LDL cholesterol=Total cholesterol-HDL cholesterol-VLDL cholesterol

Statistical analysis: All data were analyzed using the One-Way ANOVA procedure of SAS® (SAS, 1998) for analysis of variance. Significant differences among treatments were identified at 5% level by Duncan (1955) multiple range tests.

RESULTS AND DISCUSSION

The effect of experimental treatments on blood parameters are given in Table 2 and 3. Table 2 and 3 shown all blood parameters not affected by treatments, with exception total protein, cholesterol, LDL and HDL. In this experiment, the serum cholesterol content, LDL and total protein of the birds under 24% DTP treatment was lower as compared with other groups (p<0.05). Also, dietary supplementation of 16 and 24% DTP were found to cause a significant (p<0.05) increase in the mean values of HDL as compared with other treatments. Kavitha et al. (2004) reported that the DTP inclusion up to 15% without enzyme supplementation in broiler diets reduce the serum cholesterol content. As mentioned above, the DTP contain high level of crude fiber. Mouundras et al. (1997) reported that the plasma cholesterol lowering effect of crude fiber may be due to its ability to enhance fecal excretion of cholesterol and bile acids. Burr et al. (1985) reported a negative correlation between dietary fiber content and serum cholesterol. Also, tocopherols and tocotrienols in DTP lowers serum cholesterol by suppressing the posttranscriptional action of 3-hydroxy-3-methylglutaryl coenzyme A (HMG-CoA) reductase, the rate-limiting enzyme in the mevalonate pathway of endogenous cholesterol synthesis by the liver (Song-Hae et al., 1999).


Table 2: The effect of different levels of DTP on serum total protein, albumin, globulin and glucose of broiler chickens
a,bMean values in each column with different superscripts are significant different (p<0.05)
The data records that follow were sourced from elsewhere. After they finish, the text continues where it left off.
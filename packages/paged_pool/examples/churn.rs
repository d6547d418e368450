//! Stress driver that allocates and releases blocks in random batches.
//!
//! A fixed table of slots holds the blocks currently allocated. Each round picks one of a few
//! operations at random: allocate one, two or three blocks into empty slots, or release one or
//! five blocks from occupied slots. Page creation and retirement are logged via `tracing` and
//! the final state of the pool is printed at the end.
//!
//! Run with `cargo run --example churn`.

use new_zealand::nz;
use paged_pool::{Block, GrowthPolicy, PagedPool};
use rand::rngs::SmallRng;
use rand::{Rng, SeedableRng};
use tracing::Level;

/// Number of slots in the table of allocated blocks.
const SLOTS: usize = 10 * 1024;

const ROUNDS: usize = 200_000;

/// Every this many rounds, a progress line is logged.
const REPORT_INTERVAL: usize = 20_000;

const SEED: u64 = 0x5eed;

struct Driver {
    pool: PagedPool,
    slots: Vec<Option<Block>>,
}

impl Driver {
    fn allocate(&mut self, count: usize) {
        for _ in 0..count {
            let Some(slot) = self.slots.iter_mut().find(|slot| slot.is_none()) else {
                return;
            };

            let block = self.pool.allocate().expect("pool could not grow");

            // SAFETY: Blocks are at least one word long and word-aligned.
            unsafe { block.ptr().cast::<usize>().write(block.ptr().as_ptr().addr()) };

            *slot = Some(block);
        }
    }

    fn release(&mut self, count: usize) {
        for _ in 0..count {
            let Some(block) = self.slots.iter_mut().find_map(Option::take) else {
                return;
            };

            // SAFETY: We wrote the stamp when allocating and nobody else touches the block.
            let stamp = unsafe { block.ptr().cast::<usize>().read() };
            assert_eq!(stamp, block.ptr().as_ptr().addr(), "block payload was corrupted");

            self.pool.release(block);
        }
    }
}

fn main() {
    tracing_subscriber::fmt().with_max_level(Level::DEBUG).init();

    let pool = PagedPool::new(17, nz!(128), GrowthPolicy::Double).expect("17 bytes always fit");

    let mut driver = Driver {
        pool,
        slots: vec![None; SLOTS],
    };

    let mut rng = SmallRng::seed_from_u64(SEED);

    for round in 1..=ROUNDS {
        match rng.random_range(0..5) {
            0 => driver.allocate(1),
            1 => driver.allocate(2),
            2 => driver.allocate(3),
            3 => driver.release(1),
            _ => driver.release(5),
        }

        if round % REPORT_INTERVAL == 0 {
            tracing::info!(
                round,
                allocated = driver.pool.len(),
                capacity = driver.pool.capacity(),
                pages = driver.pool.page_count(),
                "progress"
            );
        }
    }

    println!("{}", driver.pool.dump());

    driver.release(SLOTS);

    println!("{}", driver.pool.dump());
}
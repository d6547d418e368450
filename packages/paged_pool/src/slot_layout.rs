use std::alloc::Layout;
use std::num::NonZero;

use crate::{BlockMeta, Error, Result};

/// Size and alignment of a machine word. Block payloads are sized in whole words and
/// start on a word boundary.
pub(crate) const WORD_SIZE: usize = size_of::<usize>();

/// Precalculates the memory layout of one slot (block header plus payload) for a pool.
///
/// Every page of a pool uses the same slot layout and differs only in how many slots
/// it contains.
#[derive(Clone, Copy, Debug, Eq, PartialEq)]
pub(crate) struct SlotLayout {
    /// Payload size of a block, already rounded to a whole number of words.
    block_size: NonZero<usize>,

    /// Memory layout of a single slot, consisting of the block header and the payload,
    /// including any padding. The size of this layout is the stride between consecutive
    /// slots in a page's storage.
    slot_layout: Layout,

    /// Byte offset from the start of a slot to the payload of the block in that slot.
    slot_to_payload_offset: usize,
}

impl SlotLayout {
    /// Calculates the slot layout for blocks with a payload of (at least) `requested_size` bytes.
    ///
    /// The payload size is rounded up to the word size, with a minimum of one word.
    pub(crate) fn new(requested_size: usize) -> Result<Self> {
        let block_size = round_to_word(requested_size)?;

        let payload_layout = Layout::from_size_align(block_size.get(), WORD_SIZE)
            .map_err(|_layout_error| Error::CapacityOverflow)?;

        let (slot_layout, slot_to_payload_offset) = Layout::new::<BlockMeta>()
            .extend(payload_layout)
            .map_err(|_layout_error| Error::CapacityOverflow)?;

        // Layout::pad_to_align() ensures the size is a multiple of alignment,
        // which is exactly what we need for proper array element spacing.
        let slot_layout = slot_layout.pad_to_align();

        Ok(Self {
            block_size,
            slot_layout,
            slot_to_payload_offset,
        })
    }

    #[must_use]
    pub(crate) fn block_size(&self) -> NonZero<usize> {
        self.block_size
    }

    /// Distance in bytes between the starts of two consecutive slots.
    #[must_use]
    pub(crate) fn stride(&self) -> usize {
        self.slot_layout.size()
    }

    #[must_use]
    pub(crate) fn slot_to_payload_offset(&self) -> usize {
        self.slot_to_payload_offset
    }

    /// Calculates the layout of the storage of a page holding `block_count` slots.
    pub(crate) fn page_storage_layout(&self, block_count: NonZero<usize>) -> Result<Layout> {
        // We cannot use Layout::array() because that requires us to name a type.
        let total_size = self
            .stride()
            .checked_mul(block_count.get())
            .ok_or(Error::CapacityOverflow)?;

        Layout::from_size_align(total_size, self.slot_layout.align())
            .map_err(|_layout_error| Error::CapacityOverflow)
    }
}

/// Rounds a requested block size up to the next multiple of the word size,
/// treating anything smaller than a word as one word.
fn round_to_word(requested_size: usize) -> Result<NonZero<usize>> {
    let rounded = requested_size
        .max(WORD_SIZE)
        .checked_next_multiple_of(WORD_SIZE)
        .ok_or(Error::CapacityOverflow)?;

    NonZero::new(rounded).ok_or(Error::CapacityOverflow)
}

#[cfg(test)]
#[cfg_attr(coverage_nightly, coverage(off))]
mod tests {
    use new_zealand::nz;

    use super::*;

    #[test]
    fn block_size_rounds_up_to_word() {
        assert_eq!(SlotLayout::new(0).unwrap().block_size().get(), WORD_SIZE);
        assert_eq!(SlotLayout::new(1).unwrap().block_size().get(), WORD_SIZE);
        assert_eq!(
            SlotLayout::new(WORD_SIZE).unwrap().block_size().get(),
            WORD_SIZE
        );
        assert_eq!(
            SlotLayout::new(WORD_SIZE + 1).unwrap().block_size().get(),
            WORD_SIZE * 2
        );
        assert_eq!(SlotLayout::new(17).unwrap().block_size().get() % WORD_SIZE, 0);
    }

    #[test]
    fn payload_is_word_aligned_and_follows_header() {
        let layout = SlotLayout::new(24).unwrap();

        assert!(layout.slot_to_payload_offset() >= size_of::<BlockMeta>());
        assert_eq!(layout.slot_to_payload_offset() % WORD_SIZE, 0);
        assert_eq!(layout.stride() % WORD_SIZE, 0);
        assert!(layout.stride() >= layout.slot_to_payload_offset() + 24);
    }

    #[test]
    #[cfg(target_pointer_width = "64")]
    fn header_costs_one_word_per_block() {
        let layout = SlotLayout::new(24).unwrap();

        assert_eq!(layout.slot_to_payload_offset(), WORD_SIZE);
        assert_eq!(layout.stride(), WORD_SIZE + 24);
    }

    #[test]
    fn page_storage_is_stride_times_count() {
        let layout = SlotLayout::new(16).unwrap();
        let storage = layout.page_storage_layout(nz!(10)).unwrap();

        assert_eq!(storage.size(), layout.stride() * 10);
    }

    #[test]
    fn oversized_block_is_capacity_overflow() {
        assert_eq!(SlotLayout::new(usize::MAX), Err(Error::CapacityOverflow));
    }

    #[test]
    fn oversized_page_is_capacity_overflow() {
        let layout = SlotLayout::new(16).unwrap();

        assert_eq!(
            layout.page_storage_layout(NonZero::new(usize::MAX / 2).unwrap()),
            Err(Error::CapacityOverflow)
        );
    }
}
Table 3: The effect of different levels of DTP on serum total protein, albumin, globulin and glucose of broiler chickens
a-cMean values in each column with different superscripts are significant different (p<0.05)

CONCLUSION

The administration of DTP may improve some of the components of the chicken’s blood and possibly improve the health status of the chickens. Further studies with different doses of DTP would be helpful to clarify the nutritional and therapeutic importance of DTP.